24/09/2023 | Centro-Oeste

A Polícia Civil apenas informou que a investigação continua em andamento – Foto Arquivo pessoal

 

 

O desaparecimento da motorista de aplicativo Sheilla Angelis de Almeida, de 36 anos, completa duas semanas neste sábado 23/9. Familiares e amigos continuam na expectativa por notícias sobre ela.

 

A Polícia Civil apenas informou que a investigação continua em andamento e que detalhes serão divulgados em momento adequado.

 

Veja o que se sabe sobre o caso em ordem cronológica:

 

 

9 de setembro: Sheilla sumiu por volta das 18h, após fazer uma corrida no Bairro Campina Verde, com um veículo Fiat/Argo branco.

 

 

10 de setembro: O carro dela passa por Juiz de Fora. Foi registrada uma compra com o cartão de Sheilla em uma loja de conveniência em São João Del Rei, por volta das 00:30, e outra compra em uma cidade no estado do Rio de Janeiro.

 

 

12 de setembro: O delegado Flávio Tadeu Destro disse que o inquérito está em regime de prioridade e não descarta nenhuma linha de investigação. Ele também pediu que a população repasse qualquer informação relevante à polícia.

 

 

13 de setembro: Marina Almeida, prima de Sheilla, falou da angústia que ela e a família têm vivenciado nos últimos dias. “Estão sendo dias angustiantes.
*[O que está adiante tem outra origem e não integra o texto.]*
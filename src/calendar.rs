//! Month-end calendar helpers
//!
//! Growth series and the aligned matrix are keyed by the last calendar day of
//! each month. Months are also addressed by a linear index
//! (`year * 12 + month0`) so gaps can be found by subtraction.

use chrono::{Datelike, NaiveDate};

/// Linear month index of the month containing `date`
pub fn month_index(date: NaiveDate) -> i32 {
    date.year() * 12 + date.month0() as i32
}

/// Last day of the month with the given linear index.
///
/// Returns `None` only outside chrono's representable range.
pub fn month_end_from_index(index: i32) -> Option<NaiveDate> {
    let year = index.div_euclid(12);
    let month0 = index.rem_euclid(12) as u32;
    let first_of_next = if month0 == 11 {
        NaiveDate::from_ymd_opt(year + 1, 1, 1)?
    } else {
        NaiveDate::from_ymd_opt(year, month0 + 2, 1)?
    };
    first_of_next.pred_opt()
}

/// Last day of the month containing `date`
pub fn month_end(date: NaiveDate) -> Option<NaiveDate> {
    month_end_from_index(month_index(date))
}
Quanto mais o tempo passa, mais a angústia aperta”, contou.

 

 

15 de setembro: Familiares, amigos e colegas de trabalhos fizeram carreatas em Divinópolis como forma de cobrar respostas sobre o caso.

 

 

Investigação

 

 

Amigos e familiares fazem carreata de manifestação – Foto reprodução

 

 

O delegado Flávio Tadeu Destro disse que a apuração do caso é prioridade e não descarta nenhuma linha de investigação. Destro também informou que testemunhas e familiares já foram ouvidos e pede a ajuda da população.

 

“A gente solicita que qualquer informação relevante que possa contribuir na localização e na identificação do paradeiro de Sheilla seja levada ao conhecimento da Polícia Civil, através do telefone 181, ou também através do 190, da Polícia Militar”.